The gist of the new (and wholly laudable) water saving ordinance was that the Department of Water and Power would conserve for us by changing plumbing codes. Or, to use their phrase, this conservation solution did not require “behavior modification.”

By behavior modification, they mean our ability to change wasteful or detrimental habits on our own. Southern Californian water managers are particularly skeptical about our ability to change the way we garden.

“Behavior modification is not something you can rely on forever,”  explained DWP General Manager David Nahai.  What he means is that when told there is a drought, the automatic assumption by the public is that there will be an end to the drought, when the sprinklers may return to normal. “It’s like gas prices,” he said. “They go up and people drive less.  They come down and people think the crisis is over.”

So as the Council duly voted for new construction to have even lower low-flow toilets, this writer duly applauded it. And while doing so, as a third generation Californian, I was also left convinced that our policies are too little, too late to save the thing that makes California the shining wonder that my grandparents found it to be in the 1920s.

That would be the Pacific Ocean.

You see, the plumbing solution offers hope for only one half of the Greater Los Angeles watershed. LADWP promises to keep us in water, but only behavior modification will change what we put into that water once it reaches us.
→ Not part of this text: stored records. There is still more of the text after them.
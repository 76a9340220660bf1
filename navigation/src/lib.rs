#![deny(
    unsafe_code,
    missing_docs,
    dead_code,
    unused_results,
    non_snake_case,
    unreachable_pub
)]

//! Walkability model consumed by path searches.
//!
//! A [`WalkabilityGrid`] is derived from a [`WalkabilityReader`] once at map
//! load and only changes through explicit terrain edits. Alongside raw
//! walkability it keeps the Chebyshev distance from every cell to the nearest
//! blocked cell or grid edge, which decides whether a footprint of a given
//! size fits, and a fixed tiling of the grid into sectors used for coarse
//! searches.

mod field;
mod node;
mod reader;
mod sectors;

use std::{
    thread::{self, JoinHandle},
    time::Instant,
};

use gridwalk_core::{CellCoord, CellRect, Direction};
use tracing::debug;

use crate::field::WallDistanceField;

pub use node::GridNode;
pub use reader::{AsciiMap, WalkabilityReader};
pub use sectors::{Corridor, Sector, SectorId, SectorNode};

/// Reasons a grid cannot be built or edited.
#[derive(Debug, thiserror::Error)]
pub enum GridError {
    /// The map has no cells.
    #[error("grid dimensions must be positive, got {width}x{height}")]
    EmptyDimensions {
        /// Reported number of columns.
        width: u32,
        /// Reported number of rows.
        height: u32,
    },
    /// The reader changed its reported dimensions while being sampled.
    #[error("reader reported {found:?} after reporting {expected:?}")]
    InconsistentDimensions {
        /// Dimensions reported first.
        expected: (u32, u32),
        /// Dimensions reported later.
        found: (u32, u32),
    },
    /// A text map contained an unknown tile.
    #[error("unknown tile {tile:?} at {cell:?}")]
    InvalidTile {
        /// Offending character.
        tile: char,
        /// Position of the character.
        cell: CellCoord,
    },
    /// Sectors must be at least one cell wide.
    #[error("sector size must be positive")]
    InvalidSectorSize,
    /// An edit addressed cells outside the grid.
    #[error("region {0:?} extends beyond the grid")]
    RegionOutOfBounds(CellRect),
    /// The background build thread could not be started.
    #[error("failed to spawn grid builder thread")]
    Spawn(#[from] std::io::Error),
    /// The background build thread panicked.
    #[error("grid builder thread panicked")]
    BuilderPanicked,
}

/// Wall-cell distance a footprint of `size` needs, `ceil(size / 2)`.
///
/// An odd footprint is centred on its anchor, which needs this clearance.
/// An even footprint reaches one cell further toward `+x/+y`; it is covered
/// exactly by the clearance squares of the anchor and its three neighbours
/// toward `+x/+y`, each of which needs this clearance.
#[must_use]
pub const fn required_clearance(size: u32) -> u32 {
    size / 2 + size % 2
}

/// Walkability, wall distances and sector layout of a rectangular map.
#[derive(Clone, Debug)]
pub struct WalkabilityGrid {
    width: u32,
    height: u32,
    sector_size: u32,
    sector_columns: u32,
    walkable: Vec<bool>,
    field: WallDistanceField,
    sectors: Vec<Sector>,
}

impl WalkabilityGrid {
    /// Samples the reader and builds the grid.
    ///
    /// This is the long-running step of map loading; see [`spawn_build`] for
    /// running it away from the simulation thread.
    pub fn build<R>(reader: &R, sector_size: u32) -> Result<Self, GridError>
    where
        R: WalkabilityReader + ?Sized,
    {
        let started = Instant::now();
        let width = reader.width();
        let height = reader.height();
        if width == 0 || height == 0 {
            return Err(GridError::EmptyDimensions { width, height });
        }
        if sector_size == 0 {
            return Err(GridError::InvalidSectorSize);
        }

        let mut walkable = Vec::with_capacity(width as usize * height as usize);
        for row in 0..height {
            ensure_dimensions(reader, (width, height))?;
            walkable.extend((0..width).map(|column| reader.is_walkable(column, row)));
        }
        ensure_dimensions(reader, (width, height))?;

        let (sectors, sector_columns) = sectors::tile(width, height, sector_size);
        let mut grid = Self {
            width,
            height,
            sector_size,
            sector_columns,
            walkable,
            field: WallDistanceField::default(),
            sectors,
        };
        grid.rebuild_field();

        debug!(
            width,
            height,
            sectors = grid.sectors.len(),
            elapsed_us = started.elapsed().as_micros() as u64,
            "walkability grid built"
        );
        Ok(grid)
    }

    /// Number of columns.
    #[must_use]
    pub const fn width(&self) -> u32 {
        self.width
    }

    /// Number of rows.
    #[must_use]
    pub const fn height(&self) -> u32 {
        self.height
    }

    /// Side length of the square sectors tiling the grid.
    #[must_use]
    pub const fn sector_size(&self) -> u32 {
        self.sector_size
    }

    /// Reports whether the cell lies inside the grid.
    #[must_use]
    pub fn contains(&self, cell: CellCoord) -> bool {
        cell.column() < self.width && cell.row() < self.height
    }

    /// Reports whether the rectangle lies entirely inside the grid.
    #[must_use]
    pub fn contains_rect(&self, rect: CellRect) -> bool {
        let origin = rect.origin();
        let size = rect.size();
        u64::from(origin.column()) + u64::from(size.width()) <= u64::from(self.width)
            && u64::from(origin.row()) + u64::from(size.height()) <= u64::from(self.height)
    }

    /// Reports whether the cell can be walked on; cells outside the grid cannot.
    #[must_use]
    pub fn is_walkable(&self, cell: CellCoord) -> bool {
        self.index(cell)
            .and_then(|index| self.walkable.get(index).copied())
            .unwrap_or(false)
    }

    /// Chebyshev distance from the cell to the nearest blocked cell or edge.
    #[must_use]
    pub fn wall_cell_distance(&self, cell: CellCoord) -> u16 {
        self.field.distance(cell)
    }

    /// Wall-cell distances of every cell in row-major order.
    #[must_use]
    pub fn wall_cell_distances(&self) -> &[u16] {
        self.field.cells()
    }

    /// Reports whether a footprint of `size` anchored at `cell` touches only open cells.
    #[must_use]
    pub fn fits(&self, cell: CellCoord, size: u32) -> bool {
        let size = size.max(1);
        let clearance = required_clearance(size);
        let clear = |cell: CellCoord| u32::from(self.wall_cell_distance(cell)) >= clearance;
        if size % 2 == 1 {
            return clear(cell);
        }
        let (Some(right), Some(below)) = (
            cell.column().checked_add(1),
            cell.row().checked_add(1),
        ) else {
            return false;
        };
        clear(cell)
            && clear(CellCoord::new(right, cell.row()))
            && clear(CellCoord::new(cell.column(), below))
            && clear(CellCoord::new(right, below))
    }

    /// Reports whether an object of `size` may step from `from` in `direction`.
    ///
    /// The destination must fit the footprint. Diagonal steps additionally
    /// require both orthogonal neighbours to fit so corners are never cut.
    #[must_use]
    pub fn can_step(&self, from: CellCoord, direction: Direction, size: u32) -> bool {
        let Some(next) = from.step(direction) else {
            return false;
        };
        if !self.contains(next) || !self.fits(next, size) {
            return false;
        }
        if !direction.is_diagonal() {
            return true;
        }

        let (dx, dy) = direction.offset();
        let horizontal = Direction::from_offset(dx, 0).and_then(|side| from.step(side));
        let vertical = Direction::from_offset(0, dy).and_then(|side| from.step(side));
        matches!(
            (horizontal, vertical),
            (Some(horizontal), Some(vertical))
                if self.fits(horizontal, size) && self.fits(vertical, size)
        )
    }

    /// Reports whether every cell of the rectangle is inside the grid and walkable.
    #[must_use]
    pub fn area_walkable(&self, rect: CellRect) -> bool {
        self.contains_rect(rect) && rect.cells().all(|cell| self.is_walkable(cell))
    }

    /// Sector containing the cell.
    #[must_use]
    pub fn sector_of(&self, cell: CellCoord) -> Option<SectorId> {
        if !self.contains(cell) {
            return None;
        }
        let sector_column = cell.column() / self.sector_size;
        let sector_row = cell.row() / self.sector_size;
        Some(SectorId::new(sector_row * self.sector_columns + sector_column))
    }

    /// Sector with the provided identifier.
    #[must_use]
    pub fn sector(&self, id: SectorId) -> Option<&Sector> {
        self.sectors.get(id.get() as usize)
    }

    /// All sectors in identifier order.
    #[must_use]
    pub fn sectors(&self) -> &[Sector] {
        &self.sectors
    }

    /// Fine search node anchored on the cell.
    #[must_use]
    pub fn node(&self, cell: CellCoord) -> GridNode<'_> {
        GridNode::new(self, cell, None)
    }

    /// Fine search node whose successors stay inside the corridor.
    #[must_use]
    pub fn corridor_node<'a>(&'a self, cell: CellCoord, corridor: &'a Corridor) -> GridNode<'a> {
        GridNode::new(self, cell, Some(corridor))
    }

    /// Coarse search node for the sector.
    #[must_use]
    pub fn sector_node(&self, id: SectorId) -> SectorNode<'_> {
        SectorNode::new(self, id)
    }

    /// Rewrites the walkability of a region and rebuilds the distance field.
    pub fn set_walkable(&mut self, region: CellRect, walkable: bool) -> Result<(), GridError> {
        if !self.contains_rect(region) {
            return Err(GridError::RegionOutOfBounds(region));
        }
        self.write_region(region, walkable);
        self.rebuild_field();
        debug!(?region, walkable, "terrain region rewritten");
        Ok(())
    }

    /// Rewrites the walkability of several regions with a single field rebuild.
    ///
    /// Fails without touching the grid when any region leaves the grid.
    pub fn set_walkable_many(
        &mut self,
        regions: &[CellRect],
        walkable: bool,
    ) -> Result<(), GridError> {
        if let Some(outside) = regions.iter().find(|region| !self.contains_rect(**region)) {
            return Err(GridError::RegionOutOfBounds(*outside));
        }
        for region in regions {
            self.write_region(*region, walkable);
        }
        self.rebuild_field();
        debug!(regions = regions.len(), walkable, "terrain regions rewritten");
        Ok(())
    }

    fn write_region(&mut self, region: CellRect, walkable: bool) {
        for cell in region.cells() {
            if let Some(index) = self.index(cell) {
                self.walkable[index] = walkable;
            }
        }
    }

    /// Re-samples a region from the reader and rebuilds the distance field.
    pub fn reload_region<R>(&mut self, reader: &R, region: CellRect) -> Result<(), GridError>
    where
        R: WalkabilityReader + ?Sized,
    {
        ensure_dimensions(reader, (self.width, self.height))?;
        if !self.contains_rect(region) {
            return Err(GridError::RegionOutOfBounds(region));
        }
        for cell in region.cells() {
            if let Some(index) = self.index(cell) {
                self.walkable[index] = reader.is_walkable(cell.column(), cell.row());
            }
        }
        self.rebuild_field();
        debug!(?region, "terrain region reloaded");
        Ok(())
    }

    fn rebuild_field(&mut self) {
        let Self {
            width,
            height,
            walkable,
            field: distances,
            ..
        } = self;
        let row_length = *width as usize;
        distances.rebuild_with(*width, *height, |cell| {
            field::index(row_length, cell)
                .and_then(|index| walkable.get(index).copied())
                .unwrap_or(false)
        });
    }

    fn index(&self, cell: CellCoord) -> Option<usize> {
        if !self.contains(cell) {
            return None;
        }
        field::index(self.width as usize, cell)
    }
}

fn ensure_dimensions<R>(reader: &R, expected: (u32, u32)) -> Result<(), GridError>
where
    R: WalkabilityReader + ?Sized,
{
    let found = (reader.width(), reader.height());
    if found != expected {
        return Err(GridError::InconsistentDimensions { expected, found });
    }
    Ok(())
}

/// Grid construction running on a background thread.
///
/// The grid only becomes visible once the build has completed.
#[derive(Debug)]
pub struct PendingGrid {
    handle: JoinHandle<Result<WalkabilityGrid, GridError>>,
}

impl PendingGrid {
    /// Reports whether the build has finished, successfully or not.
    #[must_use]
    pub fn is_finished(&self) -> bool {
        self.handle.is_finished()
    }

    /// Blocks until the build completes and hands over the grid.
    pub fn wait(self) -> Result<WalkabilityGrid, GridError> {
        self.handle
            .join()
            .map_err(|_| GridError::BuilderPanicked)?
    }
}

/// Starts building a grid from `reader` on a dedicated thread.
pub fn spawn_build<R>(reader: R, sector_size: u32) -> Result<PendingGrid, GridError>
where
    R: WalkabilityReader + Send + 'static,
{
    let handle = thread::Builder::new()
        .name("gridwalk-grid-build".to_owned())
        .spawn(move || WalkabilityGrid::build(&reader, sector_size))?;
    Ok(PendingGrid { handle })
}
Only behavior modification will reduce the load of pesticides and fertilizers that sink into the ground or are washed into our storm drains every day by lawn sprinklers. Without behavior modification, we are doing little to change a garden culture that is steadily poisoning our aquifers and killing our bays.

To appreciate how important behavior modification is, it helps to look at the pain in northern California at the collapse of their salmon and sturgeon populations. Sacramento was stunned last week when a UC Berkeley study on the effect of lawn chemicals that drain into the American River was associated with that collapse.

It was not a garden writer, but a Sacramento Bee editorial that carried this response, “Use less water on our lawns and driveways. Plant more native, pest-resistant plants in yards. Spray smaller quantities of these insecticides around homes. Dispose of them at household hazardous waste sites rather than pouring them down the drain.”

Maybe we citizens of Los Angeles are too many and too diverse to understand that the stewardship of our watershed depends on the actions of each and every one of us. As a result, our water company and city council are working hard to sneak good habits in behind the levers, taps and sprinkler systems.

Good for them. But if they do it at the expense of behavior modification, we will surely poison our groundwater and kill our bays and with it nullify our very reasons for flocking to this glorious place.

To be taken to the Los Angeles County Public Works Department description of the pollutants in our watershed, click on the map.

July 24, 2009 Update:

The City of Los Angeles Department of Public Works this week launched a pilot program offering free assistance to residents and businesses willing to collect rainwater for storage and use. It will cover the Jefferson area, bounded by Jefferson, La Brea, Adams and Fairfax Avenue; the Sawtelle area, bounded by Sawtelle, Pico, Barrington, and Stanwood; and the Mar Vista community. The pilot program aims to enlist 600 Los Angeles property owners in the targeted neighborhoods by fall 2009.

Residents who sign up for the program will be eligible for complimentary installations of rain barrels, downspout disconnections or planter boxes for businesses.  For more information, click here.

Comments

One Response to “In defense of “behavior modification””

  1. Glen Dake
    July 26th, 2009 @ 9:08 am

    Well said. The turf-ficus-impatients landscape is not good, but it is familiar and static. Bringing average Joe’s to an appreciation of a garden with a bit of redish-brown foliage will require that they see lots and lots of good examples built. What we need is a good fad.